==== The records

//! Turn-boundary snapshots.
//!
//! A snapshot is taken only while the engine waits for a placement, so a
//! resumed match always restarts at move intake for the stored side.
//! Bytes are `bincode`; the RNG stream is persisted separately by the host
//! (see `GameRngState`).

use rustc_hash::FxHashSet;
use serde::{Deserialize, Serialize};

use super::controller::HAND_SIZE;
use crate::board::Field;
use crate::cards::Card;
use crate::core::{MatchMode, Side, SnapshotError};

/// Current snapshot format.
pub const SNAPSHOT_VERSION: u32 = 1;

/// Serializable match state at a turn boundary.
#[derive(Clone, Debug, PartialEq, Eq, Serialize, Deserialize)]
pub struct MatchSnapshot {
    pub version: u32,
    pub mode: MatchMode,
    pub current_turn: Side,
    pub turn_number: u32,
    /// Unplaced player cards.
    pub player_hand: Vec<Card>,
    /// Unplaced opponent cards.
    pub opponent_hand: Vec<Card>,
    /// Availability mask and placed cards.
    pub field: Field,
}

impl MatchSnapshot {
    /// Encode to bytes.
    pub fn to_bytes(&self) -> Result<Vec<u8>, SnapshotError> {
        Ok(bincode::serialize(self)?)
    }

    /// Decode and validate.
    pub fn from_bytes(bytes: &[u8]) -> Result<Self, SnapshotError> {
        let snapshot: Self = bincode::deserialize(bytes)?;
        snapshot.validate()?;
        Ok(snapshot)
    }

    /// Check the version and that the cards add up to two full hands.
    pub fn validate(&self) -> Result<(), SnapshotError> {
        if self.version != SNAPSHOT_VERSION {
            return Err(SnapshotError::VersionMismatch {
                expected: SNAPSHOT_VERSION,
                found: self.version,
            });
        }

        let placed = self.field.card_count();
        let total = placed + self.player_hand.len() + self.opponent_hand.len();
        if total != HAND_SIZE * 2 {
            return Err(SnapshotError::Inconsistent(format!(
                "{total} cards in play, expected {}",
                HAND_SIZE * 2
            )));
        }

        for (side, hand) in [(Side::Player, &self.player_hand), (Side::Opponent, &self.opponent_hand)] {
            if let Some(card) = hand.iter().find(|c| c.used || c.origin != side) {
                return Err(SnapshotError::Inconsistent(format!(
                    "{} in {side} hand is already played or belongs elsewhere",
                    card.id
                )));
            }
        }

        let mut seen = FxHashSet::default();
        let all = self
            .player_hand
            .iter()
            .chain(&self.opponent_hand)
            .chain(self.field.occupied().map(|(_, c)| c));
        for card in all {
            if !seen.insert(card.id) {
                return Err(SnapshotError::Inconsistent(format!("{} appears twice", card.id)));
            }
        }

        let stuck = (self.player_hand.is_empty() && self.opponent_hand.is_empty()) || !self.field.has_open_cell();
        if stuck {
            return Err(SnapshotError::Inconsistent("the match is already over".into()));
        }
        if self.hand(self.current_turn).is_empty() {
            return Err(SnapshotError::Inconsistent(format!("{} has no card to play", self.current_turn)));
        }
        Ok(())
    }

    /// Unplaced cards of `side`.
    #[must_use]
    pub fn hand(&self, side: Side) -> &[Card] {
        match side {
            Side::Player => &self.player_hand,
            Side::Opponent => &self.opponent_hand,
        }
    }
}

========

> Exercise directions
Set down each line exactly as it appears, starting at the top of the data and ending at the line containing "pub fn validate(&self)", and include no other lines.

> Your response
//! Turn-boundary snapshots.
//!
//! A snapshot is taken only while the engine waits for a placement, so a
//! resumed match always restarts at move intake for the stored side.
//! Bytes are `bincode`; the RNG stream is persisted separately by the host
//! (see `GameRngState`).

use rustc_hash::FxHashSet;
use serde::{Deserialize, Serialize};

use super::controller::HAND_SIZE;
use crate::board::Field;
use crate::cards::Card;
use crate::core::{MatchMode, Side, SnapshotError};

/// Current snapshot format.
pub const SNAPSHOT_VERSION: u32 = 1;

/// Serializable match state at a turn boundary.
#[derive(Clone, Debug, PartialEq, Eq, Serialize, Deserialize)]
pub struct MatchSnapshot {
    pub version: u32,
    pub mode: MatchMode,
    pub current_turn: Side,
    pub turn_number: u32,
    /// Unplaced player cards.
    pub player_hand: Vec<Card>,
    /// Unplaced opponent cards.
    pub opponent_hand: Vec<Card>,
    /// Availability mask and placed cards.
    pub field: Field,
}

impl MatchSnapshot {
    /// Encode to bytes.
    pub fn to_bytes(&self) -> Result<Vec<u8>, SnapshotError> {
        Ok(bincode::serialize(self)?)
    }

    /// Decode and validate.
    pub fn from_bytes(bytes: &[u8]) -> Result<Self, SnapshotError> {
        let snapshot: Self = bincode::deserialize(bytes)?;
        snapshot.validate()?;
        Ok(snapshot)
    }

    /// Check the version and that the cards add up to two full hands.
    pub fn validate(&self) -> Result<(), SnapshotError> {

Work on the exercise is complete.